Beach shook his head and laid the Doctor on the bed. The man still wasn't moving and apparently wasn't breathing. Frost iced his hair and eyelashes, and traced intricate patterns on his skin.

"Weird." The Ranger muttered to himself. "Just damned weird."

Scarlett carefully looped the TARDIS key back around the Doctor's neck. "Should we…I don't know…keep an eye on him or something?"

Beach shrugged. "An' do what? We all know some field medicine, but ain't none of us here a doctor. And besides, even if Doc or Lifeline was here…ain't like he's human. Two hearts, weird blood, and gawd only knows what else he's got mixed up on the inside. What could any of us do for him?"

"Yeah." Scarlett sighed. "I dunno. It just seems…wrong to just tuck him up in bed and leave him on his own after he just got shot. A shot that would have killed any of us. You know?"

"Yeah." Beach frowned. "Wish I knew how long this…whatever the hell he's doing…lasts."

Scarlett sighed again and settled herself in the armchair. "I'll stay with him for a little while." She glanced around at the groaning bookshelves. "I think I should probably be able to find something to read."

Beach glanced at the nearest book. "If'n you like Great Tragedy Writers of the Kuulandi System, anyway."

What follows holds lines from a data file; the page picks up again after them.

//! AdmissionReview v1 wire model.
//!
//! The subset of the Kubernetes `admission.k8s.io/v1` types the webhook
//! exchanges with the API server. Field names and encodings (including the
//! base64 patch bytes) match the upstream JSON exactly.

use serde::{Deserialize, Serialize};
use serde_json::Value;

use kudo_api::meta::GroupVersionKind;
use kudo_api::{GROUP, KIND_ESCALATION, KIND_ESCALATION_POLICY, VERSION};

/// Review kind the gate expects for escalation requests.
pub fn expected_escalation_kind() -> GroupVersionKind {
    GroupVersionKind::new(GROUP, VERSION, KIND_ESCALATION)
}

/// Review kind the gate expects for escalation policies.
pub fn expected_policy_kind() -> GroupVersionKind {
    GroupVersionKind::new(GROUP, VERSION, KIND_ESCALATION_POLICY)
}

/// Operation the API server is admitting.
#[derive(Debug, Clone, Copy, PartialEq, Eq, Hash, Serialize, Deserialize)]
pub enum Operation {
    /// Object creation.
    #[serde(rename = "CREATE")]
    Create,
    /// Object update.
    #[serde(rename = "UPDATE")]
    Update,
    /// Object deletion.
    #[serde(rename = "DELETE")]
    Delete,
    /// Proxied connection.
    #[serde(rename = "CONNECT")]
    Connect,
}

impl std::fmt::Display for Operation {
    fn fmt(&self, f: &mut std::fmt::Formatter<'_>) -> std::fmt::Result {
        let s = match self {
            Operation::Create => "CREATE",
            Operation::Update => "UPDATE",
            Operation::Delete => "DELETE",
            Operation::Connect => "CONNECT",
        };
        f.write_str(s)
    }
}

/// Authenticated identity attached to the request by the API server.
#[derive(Debug, Clone, Default, PartialEq, Eq, Serialize, Deserialize)]
#[serde(default)]
pub struct UserInfo {
    /// Authenticated username.
    pub username: String,
    /// Groups the user belongs to.
    pub groups: Vec<String>,
}

/// One half of an admission review: what the API server wants admitted.
#[derive(Debug, Clone, Default, PartialEq, Serialize, Deserialize)]
#[serde(rename_all = "camelCase", default)]
pub struct AdmissionRequest {
    /// Correlates the response with this request.
    pub uid: String,
    /// Kind of the object under review.
    pub kind: GroupVersionKind,
    /// Name of the object, when known.
    #[serde(skip_serializing_if = "String::is_empty")]
    pub name: String,
    /// Operation being admitted.
    pub operation: Option<Operation>,
    /// Authenticated requesting user.
    pub user_info: UserInfo,
    /// The object under review, raw.
    pub object: Value,
}

/// Status carried in a response; `Failure` statuses surface the message to
/// the user.
#[derive(Debug, Clone, Default, PartialEq, Eq, Serialize, Deserialize)]
#[serde(default)]
pub struct Status {
    /// `"Success"` or `"Failure"`.
    pub status: String,
    /// Human-readable explanation, shown to the requesting user.
    #[serde(skip_serializing_if = "String::is_empty")]
    pub message: String,
}

impl Status {
    /// The success status.
    pub fn success() -> Self {
        Status {
            status: "Success".to_string(),
            message: String::new(),
        }
    }

    /// A failure status carrying a user-visible message.
    pub fn failure(message: impl Into<String>) -> Self {
        Status {
            status: "Failure".to_string(),
            message: message.into(),
        }
    }
}

/// Patch encoding of an admission response.
#[derive(Debug, Clone, Copy, PartialEq, Eq, Serialize, Deserialize)]
pub enum PatchType {
    /// RFC 6902 JSON patch.
    #[serde(rename = "JSONPatch")]
    JsonPatch,
}

/// The other half of a review: the gate's verdict.
#[derive(Debug, Clone, Default, PartialEq, Serialize, Deserialize)]
#[serde(rename_all = "camelCase", default)]
pub struct AdmissionResponse {
    /// Echo of the request uid, set by the HTTP handler.
    pub uid: String,
    /// Whether the object may be persisted.
    pub allowed: bool,
    /// Verdict details; denial messages live here.
    #[serde(rename = "status", skip_serializing_if = "Option::is_none")]
    pub result: Option<Status>,
    /// Mutation to apply before persisting, base64 on the wire.
    #[serde(
        with = "base64_bytes",
        skip_serializing_if = "Option::is_none"
    )]
    pub patch: Option<Vec<u8>>,
    /// Encoding of `patch`.
    #[serde(skip_serializing_if = "Option::is_none")]
    pub patch_type: Option<PatchType>,
}

impl AdmissionResponse {
    /// Admit the object.
    pub fn allowed() -> Self {
        AdmissionResponse {
            allowed: true,
            result: Some(Status::success()),
            ..AdmissionResponse::default()
        }
    }

    /// Refuse the object with a user-visible message.
    pub fn denied(message: impl Into<String>) -> Self {
        AdmissionResponse {
            allowed: false,
            result: Some(Status::failure(message)),
            ..AdmissionResponse::default()
        }
    }

    /// The masked response for server-side failures.
    pub fn unexpected_error() -> Self {
        AdmissionResponse::denied("Unexpected error, see controller logs for details")
    }

    /// Attach a JSON patch to apply on admission.
    pub fn with_json_patch(mut self, patch: Vec<u8>) -> Self {
        self.patch = Some(patch);
        self.patch_type = Some(PatchType::JsonPatch);
        self
    }
}

/// Envelope exchanged over the webhook endpoints.
#[derive(Debug, Clone, Default, PartialEq, Serialize, Deserialize)]
#[serde(rename_all = "camelCase", default)]
pub struct AdmissionReview {
    /// `admission.k8s.io/v1`.
    #[serde(skip_serializing_if = "String::is_empty")]
    pub api_version: String,
    /// `AdmissionReview`.
    #[serde(skip_serializing_if = "String::is_empty")]
    pub kind: String,
    /// Present on inbound payloads.
    #[serde(skip_serializing_if = "Option::is_none")]
    pub request: Option<AdmissionRequest>,
    /// Present on outbound payloads.
    #[serde(skip_serializing_if = "Option::is_none")]
    pub response: Option<AdmissionResponse>,
}

mod base64_bytes {
    use base64::engine::general_purpose::STANDARD;
    use base64::Engine as _;
    use serde::de::Error as _;
    use serde::{Deserialize, Deserializer, Serializer};

    pub fn serialize<S: Serializer>(
        bytes: &Option<Vec<u8>>,
        serializer: S,
    ) -> Result<S::Ok, S::Error> {
        match bytes {
            Some(bytes) => serializer.serialize_str(&STANDARD.encode(bytes)),
            None => serializer.serialize_none(),
        }
    }

    pub fn deserialize<'de, D: Deserializer<'de>>(
        deserializer: D,
    ) -> Result<Option<Vec<u8>>, D::Error> {
        let raw = Option::<String>::deserialize(deserializer)?;
        raw.map(|s| STANDARD.decode(s).map_err(D::Error::custom))
            .transpose()
    }
}

#[cfg(test)]
mod tests {
    use super::*;
    use base64::Engine as _;

    #[test]
    fn response_patch_is_base64_on_the_wire() {
        let response = AdmissionResponse::allowed()
            .with_json_patch(br#"[{"op":"replace","path":"/spec/requestor","value":"alice"}]"#.to_vec());

        let json = serde_json::to_value(&response).unwrap();
        assert_eq!(json["allowed"], true);
        assert_eq!(json["status"]["status"], "Success");
        assert_eq!(json["patchType"], "JSONPatch");

        let decoded = base64::engine::general_purpose::STANDARD
            .decode(json["patch"].as_str().unwrap())
            .unwrap();
        assert!(decoded.starts_with(b"[{\"op\":\"replace\""));
    }

    #[test]
    fn request_round_trips_from_api_server_shape() {
        let raw = serde_json::json!({
            "uid": "review-1",
            "kind": {"group": "k8s.kudo.dev", "version": "v1alpha1", "kind": "Escalation"},
            "operation": "CREATE",
            "userInfo": {"username": "alice", "groups": ["ops", "dev"]},
            "object": {"spec": {"policyName": "p"}},
        });

        let request: AdmissionRequest = serde_json::from_value(raw).unwrap();
        assert_eq!(request.uid, "review-1");
        assert_eq!(request.kind, expected_escalation_kind());
        assert_eq!(request.operation, Some(Operation::Create));
        assert_eq!(request.user_info.username, "alice");
        assert_eq!(request.object["spec"]["policyName"], "p");
    }

    #[test]
    fn review_envelope_round_trips() {
        let review = AdmissionReview {
            api_version: "admission.k8s.io/v1".to_string(),
            kind: "AdmissionReview".to_string(),
            request: Some(AdmissionRequest {
                uid: "review-1".to_string(),
                kind: expected_policy_kind(),
                operation: Some(Operation::Update),
                ..AdmissionRequest::default()
            }),
            response: None,
        };

        let json = serde_json::to_string(&review).unwrap();
        let back: AdmissionReview = serde_json::from_str(&json).unwrap();
        assert_eq!(back, review);
    }
}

Scarlett glanced at the book on the end table. "Or Calvin and Hobbes comics."

Beach shook his head and stumped out. "I've met some weirdoes in my day, but this guy really takes the cake."

Ten minutes later, she lowered the Calvin and Hobbes book. "Snake Eyes, I know you're right behind me."

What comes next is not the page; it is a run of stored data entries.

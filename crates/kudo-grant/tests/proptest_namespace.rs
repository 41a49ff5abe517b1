//! Property-based test of the RoleBinding namespace-resolution matrix.
//!
//! For every combination of requested namespace, default namespace and
//! allow list, `validate` must agree with the matrix:
//!
//! 1. nothing requested + default present  -> default is used
//! 2. nothing requested + no default       -> "no namespace"
//! 3. requested and allowed                -> requested is used
//! 4. anything else                        -> "namespace not allowed"

use std::sync::Arc;

use async_trait::async_trait;
use proptest::prelude::*;

use kudo_api::rbac::{RoleBinding, RoleRef};
use kudo_api::{Escalation, EscalationSpec, ObjectMeta, StoreError};
use kudo_grant::{
    GrantError, Granter, K8sRoleBindingGrant, RoleBindingApi, RoleBindingGranter,
    K8S_ROLE_BINDING_KIND,
};
use kudo_api::ValueWithKind;

/// The validate path never touches the API; any panicking stub would do,
/// but an inert one keeps failures readable.
struct InertApi;

#[async_trait]
impl RoleBindingApi for InertApi {
    async fn get(&self, _: &str, _: &str) -> Result<Option<RoleBinding>, StoreError> {
        Ok(None)
    }

    async fn create(&self, binding: RoleBinding) -> Result<RoleBinding, StoreError> {
        Ok(binding)
    }

    async fn delete(&self, _: &str, _: &str) -> Result<(), StoreError> {
        Ok(())
    }
}

fn arb_namespace() -> impl Strategy<Value = String> {
    prop_oneof![
        Just(String::new()),
        Just("ns-a".to_string()),
        Just("ns-b".to_string()),
        Just("ns-c".to_string()),
    ]
}

fn arb_allowed() -> impl Strategy<Value = Vec<String>> {
    proptest::collection::vec(
        prop_oneof![Just("ns-a".to_string()), Just("ns-b".to_string())],
        0..3,
    )
}

proptest! {
    #[test]
    fn validate_matches_the_matrix(
        requested in arb_namespace(),
        default_namespace in arb_namespace(),
        allowed in arb_allowed(),
    ) {
        let escalation = Escalation {
            metadata: ObjectMeta::named("esc"),
            spec: EscalationSpec {
                policy_name: "policy".to_string(),
                requestor: "alice".to_string(),
                reason: "x".to_string(),
                namespace: requested.clone(),
                ..EscalationSpec::default()
            },
            ..Escalation::default()
        };

        let grant = ValueWithKind::must_encode(
            K8S_ROLE_BINDING_KIND,
            &K8sRoleBindingGrant {
                default_namespace: default_namespace.clone(),
                allowed_namespaces: allowed.clone(),
                role_ref: RoleRef::default(),
            },
        );

        let granter = RoleBindingGranter::new(Arc::new(InertApi));
        let runtime = tokio::runtime::Builder::new_current_thread()
            .build()
            .unwrap();
        let got = runtime.block_on(granter.validate(&escalation, &grant));

        if requested.is_empty() {
            if default_namespace.is_empty() {
                prop_assert!(matches!(got, Err(GrantError::NoNamespace)));
            } else {
                prop_assert!(got.is_ok());
            }
        } else if allowed.contains(&requested) {
            prop_assert!(got.is_ok());
        } else {
            let is_namespace_not_allowed =
                matches!(got, Err(GrantError::NamespaceNotAllowed { .. }));
            prop_assert!(is_namespace_not_allowed);
        }
    }
}
//! Webhook HTTP surface.
//!
//! Two review endpoints plus a health probe. The handler owns the
//! AdmissionReview envelope: it unwraps the request, runs the reviewer,
//! masks server-side failures behind a generic message, and echoes the
//! request uid into the response. TLS termination and timeouts belong to
//! the external listener; `serve` takes an already-bound socket.

use std::sync::Arc;

use axum::extract::State;
use axum::routing::{get, post};
use axum::{Json, Router};
use tracing::error;

use kudo_api::PolicyGetter;
use kudo_grant::GranterRegistry;

use crate::admission::{expected_policy_kind, AdmissionResponse, AdmissionReview, Operation};
use crate::escalation::EscalationCreateReviewer;
use crate::policy::PolicyReviewer;
use crate::reviewer::{AdmissionReviewer, OperationRouter, RequireKind};

#[derive(Clone)]
struct AppState {
    escalations: Arc<dyn AdmissionReviewer>,
    policies: Arc<dyn AdmissionReviewer>,
}

/// Assemble the webhook router with the standard reviewer wiring.
pub fn router(policies: Arc<dyn PolicyGetter>, granters: GranterRegistry) -> Router {
    let policy_reviewer: Arc<dyn AdmissionReviewer> = Arc::new(PolicyReviewer::new());

    custom_router(
        Arc::new(EscalationCreateReviewer::new(policies, granters)),
        Arc::new(RequireKind::new(
            expected_policy_kind(),
            Arc::new(
                OperationRouter::new()
                    .handle(Operation::Create, policy_reviewer.clone())
                    .handle(Operation::Update, policy_reviewer),
            ),
        )),
    )
}

/// Assemble the webhook router from explicit reviewers.
pub fn custom_router(
    escalations: Arc<dyn AdmissionReviewer>,
    policies: Arc<dyn AdmissionReviewer>,
) -> Router {
    Router::new()
        .route("/healthz", get(healthz))
        .route("/v1alpha1/escalations", post(review_escalations))
        .route("/v1alpha1/escalationpolicies", post(review_policies))
        .with_state(AppState {
            escalations,
            policies,
        })
}

/// Serve the router on an already-bound listener.
pub async fn serve(listener: tokio::net::TcpListener, router: Router) -> std::io::Result<()> {
    axum::serve(listener, router).await
}

async fn healthz() -> &'static str {
    "ok"
}

async fn review_escalations(
    State(state): State<AppState>,
    Json(review): Json<AdmissionReview>,
) -> Json<AdmissionReview> {
    Json(handle_review(state.escalations.as_ref(), review).await)
}

async fn review_policies(
    State(state): State<AppState>,
    Json(review): Json<AdmissionReview>,
) -> Json<AdmissionReview> {
    Json(handle_review(state.policies.as_ref(), review).await)
}

async fn handle_review(
    reviewer: &dyn AdmissionReviewer,
    mut review: AdmissionReview,
) -> AdmissionReview {
    let Some(request) = review.request.as_ref() else {
        error!("received malformed review payload without any request");
        review.response = Some(AdmissionResponse::unexpected_error());
        return review;
    };

    let mut response = match reviewer.review(request).await {
        Ok(response) => response,
        Err(err) => {
            error!(error = %err, "reviewer reported an error");
            AdmissionResponse::unexpected_error()
        }
    };

    response.uid = request.uid.clone();
    review.response = Some(response);
    review
}

#[cfg(test)]
mod tests {
    use super::*;
    use async_trait::async_trait;
    use axum::body::Body;
    use axum::http::{header, Request, StatusCode};
    use tower::ServiceExt;

    use crate::admission::AdmissionRequest;
    use crate::reviewer::ReviewError;

    struct AllowAll;

    #[async_trait]
    impl AdmissionReviewer for AllowAll {
        async fn review(
            &self,
            _request: &AdmissionRequest,
        ) -> Result<AdmissionResponse, ReviewError> {
            Ok(AdmissionResponse::allowed())
        }
    }

    struct FailingReviewer;

    #[async_trait]
    impl AdmissionReviewer for FailingReviewer {
        async fn review(
            &self,
            _request: &AdmissionRequest,
        ) -> Result<AdmissionResponse, ReviewError> {
            Err(ReviewError::UnexpectedKind)
        }
    }

    fn test_router() -> Router {
        custom_router(Arc::new(AllowAll), Arc::new(FailingReviewer))
    }

    async fn post_review(router: Router, path: &str, body: serde_json::Value) -> AdmissionReview {
        let response = router
            .oneshot(
                Request::post(path)
                    .header(header::CONTENT_TYPE, "application/json")
                    .body(Body::from(serde_json::to_vec(&body).unwrap()))
                    .unwrap(),
            )
            .await
            .unwrap();

        assert_eq!(response.status(), StatusCode::OK);

        let bytes = axum::body::to_bytes(response.into_body(), usize::MAX)
            .await
            .unwrap();
        serde_json::from_slice(&bytes).unwrap()
    }

    #[tokio::test]
    async fn healthz_answers_ok() {
        let response = test_router()
            .oneshot(Request::get("/healthz").body(Body::empty()).unwrap())
            .await
            .unwrap();

        assert_eq!(response.status(), StatusCode::OK);
        let bytes = axum::body::to_bytes(response.into_body(), usize::MAX)
            .await
            .unwrap();
        assert_eq!(&bytes[..], b"ok");
    }

    #[tokio::test]
    async fn review_echoes_the_request_uid() {
        let review = post_review(
            test_router(),
            "/v1alpha1/escalations",
            serde_json::json!({
                "apiVersion": "admission.k8s.io/v1",
                "kind": "AdmissionReview",
                "request": {"uid": "review-42", "operation": "CREATE"},
            }),
        )
        .await;

        let response = review.response.unwrap();
        assert!(response.allowed);
        assert_eq!(response.uid, "review-42");
    }

    #[tokio::test]
    async fn reviewer_failure_is_masked() {
        let review = post_review(
            test_router(),
            "/v1alpha1/escalationpolicies",
            serde_json::json!({
                "request": {"uid": "review-7", "operation": "CREATE"},
            }),
        )
        .await;

        let response = review.response.unwrap();
        assert!(!response.allowed);
        assert_eq!(
            response.result.unwrap().message,
            "Unexpected error, see controller logs for details"
        );
        assert_eq!(response.uid, "review-7");
    }

    #[tokio::test]
    async fn missing_request_is_masked() {
        let review = post_review(
            test_router(),
            "/v1alpha1/escalations",
            serde_json::json!({"kind": "AdmissionReview"}),
        )
        .await;

        let response = review.response.unwrap();
        assert!(!response.allowed);
        assert_eq!(
            response.result.unwrap().message,
            "Unexpected error, see controller logs for details"
        );
    }
}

Snake Eyes padded around into view. Scarlett eyed him. Tension through the shoulders, a little change in his stride…she knew those tells, as well as she knew the back of her own hand. She set the book aside. "What's wrong?"

A sigh and a headshake. *He okay?* A thumb pointed in the direction of the Doctor.

"So far as we can tell." She folded her arms. "Snake Eyes, I know you. What's wrong?"

Another headshake. *Nothing.*

Scarlett narrowed her eyes at him. "Which means, in Snake Eyes-ese, that yes, something is absolutely wrong and I want to talk about it, but I'm going to make Scarlett drag it out of me because then I can pretend I'm still the scary stoic ninja who doesn't need to talk to his girlfriend about feelings, but she insists and I just go along with it because I don't like sleeping on the floor. Am I right?"

A beat. *Maybe.*

"I know. What's wrong, Snake?"

*I saw them.* His movements were short and jerky. *Just out the door, but…*

Scarlett understood immediately. "Oh, Snake." She stood up and wrapped her arms around his waist, tucking her head under his chin. "When did you last see them? Before you deployed to Vietnam?"

She felt him swallow and nod.

She didn't say anything else. She just held him for a few minutes, and let him hold her. At last, he pulled away, stole the chair from the work bench, and dragged it over. *Might as well keep you company.*

"You'll do a better job of it than him." Scarlett nodded at the comatose-frost-covered Time Lord. "I wish I knew how to help him more."

Snake Eyes just shrugged.

"Yeah, I know." She sighed. "Nothing to do but wait."